How many of you listeners, let me just ask you a question, how many of you are celebrating Native American or Indian Thanksgiving? Now, from Wikipedia, or “Wikipediat,” the National Day of Mourning: “The National Day of Mourning is an annual protest organized since 1970 by American Indians of New England on the fourth Thursday of November, the same day as Thanksgiving in the United States of America. It coincides with an unrelated but similar protest, Unthanksgiving Day, held on the West Coast.” So that’s also going on, and I just want to make sure that you knew about that. “The organizers consider the national holiday of Thanksgiving Day as a reminder of the perceived democide and continued suffering of the Native American peoples. Participants in the National Day of Mourning honor Native ancestors and the struggles of Native peoples to survive today. They want to educate Americans about history. The event was organized in a period of Native American activism and general cultural protests. The protest is organized by the United American Indians of New England (UAINE).”

Now, democide, as genocide, democide, let’s check the scoreboard. How many Native Americans were killed by the arrival of the white man through disease and war? All right, now, you’re not gonna like hearing this, folks, but we’re checking the scoreboard here. Supposedly there was a democide out there. The white man showed up, and the Indians, the Native Americans, started dropping out there. We killed ‘em. Horrible. You’ve seen the movies. All right, what’s the number? How many Native Americans, how many Indians were killed by the arrival of the white man through disease and war, and how many people have died since the white man arrived here due to lung cancer thanks to the Indian-invented custom of smoking tobacco? Who are the real killers here? And I say this with all political correctness. I mean it’s politically correct to be totally opposed to smoking, totally opposed to tobacco, other than when you’re getting tax revenue from it, and I don’t. So you tell me. How many Americans have died thanks to an Indian invention versus how many Indians died because we got here? Now, you run the numbers on this. Where are our reparations? I’m just saying. See, I told you to have the kids listen to this show while you’re driving around and not listen to some video.

BREAK TRANSCRIPT

RUSH: There is so much distortion, so many lies, so many untruths taught to our innocent young skulls full of mush throughout American history about Thanksgiving and one of the things that has been taught is that the arrival of the white man, I don’t know if it was the Pilgrims or whoever came later, Christopher Columbus even prior to that, and what happened was that the Native Americans were basically slaughtered. They were wiped out. We came in here, we basically took what wasn’t ours and it was devastation out there.

But I ask if we could run the numbers on this. Does anybody know the total number of Native Americans killed as a result of the arrival of the white man? When we get that number we need to compare it to the number of tobacco deaths since the white man arrived in this country because it was the Native Americans who figured out what to do with tobacco. Smoke it, and in some cases chew it. And we’ve been told that tobacco smoking, cigarette smoking, all that, is deadly, lung cancer and so forth. How many millions of people die every year because of it? Add up the number of years, and who really killed who here in the New World? It’s just a question. I’m just saying.

BREAK TRANSCRIPT

RUSH: Knoxville, Tennessee. This is Michael, great to have you here, sir. Hi.
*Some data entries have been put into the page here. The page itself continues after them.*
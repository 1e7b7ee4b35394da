//! StackGuard Policy Engine
//!
//! Declarative policy-as-code for infrastructure change guardrails.
//!
//! Policies are defined in YAML (or compiled from a Rego subset) and specify:
//! - Conditions (a boolean tree over dot-paths of the change record)
//! - Actions (deny, warn, require approval, notify)
//! - Messages rendered from the change record

pub mod action;
pub mod approval;
pub mod builtin;
pub mod condition;
pub mod engine;
pub mod flatten;
pub mod rego;
pub mod rule;
pub mod template;

pub use action::{RuleAction, Severity};
pub use approval::{ApprovalError, ApprovalRequest, ApprovalRequirements, ApprovalStatus, Decision};
pub use condition::{evaluate, Condition, SizeOp};
pub use engine::{AggregatedResult, EvaluationResult, PolicyEvaluationEngine, RuleEvaluation};
pub use flatten::{flatten, flatten_with_depth, FlatRecord, ResourceView};
pub use rego::{parse_rego_subset, rego_to_local_rules, LocalRegoRule, ParsedRegoRule};
pub use rule::{PolicyDefinition, Rule};

/// Prelude for convenient imports
pub mod prelude {
    pub use crate::action::{RuleAction, Severity};
    pub use crate::condition::Condition;
    pub use crate::engine::{AggregatedResult, EvaluationResult, PolicyEvaluationEngine};
    pub use crate::rego::{parse_rego_subset, rego_to_local_rules};
    pub use crate::rule::{PolicyDefinition, Rule};
}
CALLER: Thanks for taking my call, Rush. I just wanted to comment on the Native American versus white men casualty comparison that you had.

RUSH: Yeah.

CALLER: If you are to blame the Native Americans for the white man smoking cigarettes, first of all, the Native Americans never had a choice whether to stay here or to be killed or not, and second of all, the white man has always had a choice whether to —

RUSH: Now, wait, whoa, whoa —

CALLER: — smoke cigarettes or not. We have a choice to smoke the cigarette’s and don’t. Now, if we’re gonna blame Native Americans for white men smoking cigarettes, then we need to blame the white men for every gun crime that’s ever been committed because we invented the gun, so is it fair to compare, do you not see the hypocrisy?

RUSH: Well, look, I can’t disagree with you. I think whoever invented the wheel, look how many people have died because of that, the automobile. I think you’re getting somewhere here.

CALLER: It’s an individual choice. The choice is the problem. You can’t blame that on Native Americans.

RUSH: They invented the product. If they hadn’t — look, somebody had to figure out what to do with tobacco just like somebody had to figure out what to do with the coffee bean. And it was the Indians that did. We got here, we saw ‘em smoking it, and we said, “Wow, that looks good, smells good, we want to know how to do it.” Yet we started smoking and look what happened to us.

CALLER: They didn’t flood ‘em with chemicals either like the white man decided to do to the cigarettes nowadays, either. It was much more natural.

RUSH: Doesn’t matter. The chemicals just make the product burn without going out. The carcinogens are not amped up because of the chemicals in there.

CALLER: The chemicals keep the bugs off the plants. The chemicals are what keep the animals from eating —

RUSH: Yeah, but it’s also what keeps the tobacco burning in the cigarette so you don’t have to relight it. A cigar you have to constantly relight because they don’t put any chemicals in it.

CALLER: They’ve taken those chemicals out. If you notice cigarettes now, they burn out. They don’t stay lit anymore, Rush.

RUSH: I wouldn’t know about that but I’ve not heard anybody say that.

CALLER: Well, it’s the truth. I’m a smoker but I’m not going to blame Native Americans for me smoking cigarettes.

RUSH: Look, it’s a think piece out there. I mean we’re bombarded every day with how we committed genocide on these people. The white man is being blamed for every evil on this planet.

CALLER: Yeah, that’s right, but it’s about getting the point that you can’t blame whole groups for individual choices. Look at Barack Obama. I mean look how the Republicans are — (unintelligible) — all the Democrats because one guy can’t stand up to do what’s right and what he promised the nation he would do. It’s a sickness of the whole country, Rush.

RUSH: Wait a second. What is this about Obama can’t stand up? Run that by me again.

CALLER: Well, it’s the simple point that people in nature have this urge to blame an entire group for poor decisions for one person.

RUSH: Oh, so Obama’s not responsible for —

CALLER: No, he is responsible. But we don’t hold him accountable, we hold the Democratic Party accountable. It’s the same thing, Rush.

RUSH: I see. What would you say about the Indians contributing to gambling addiction via their casinos?

CALLER: I think that they have a right to gamble just like the Islamic people have a right to build a mosque, granted I don’t believe in that, believe they should be able to but they have the freedom to do so.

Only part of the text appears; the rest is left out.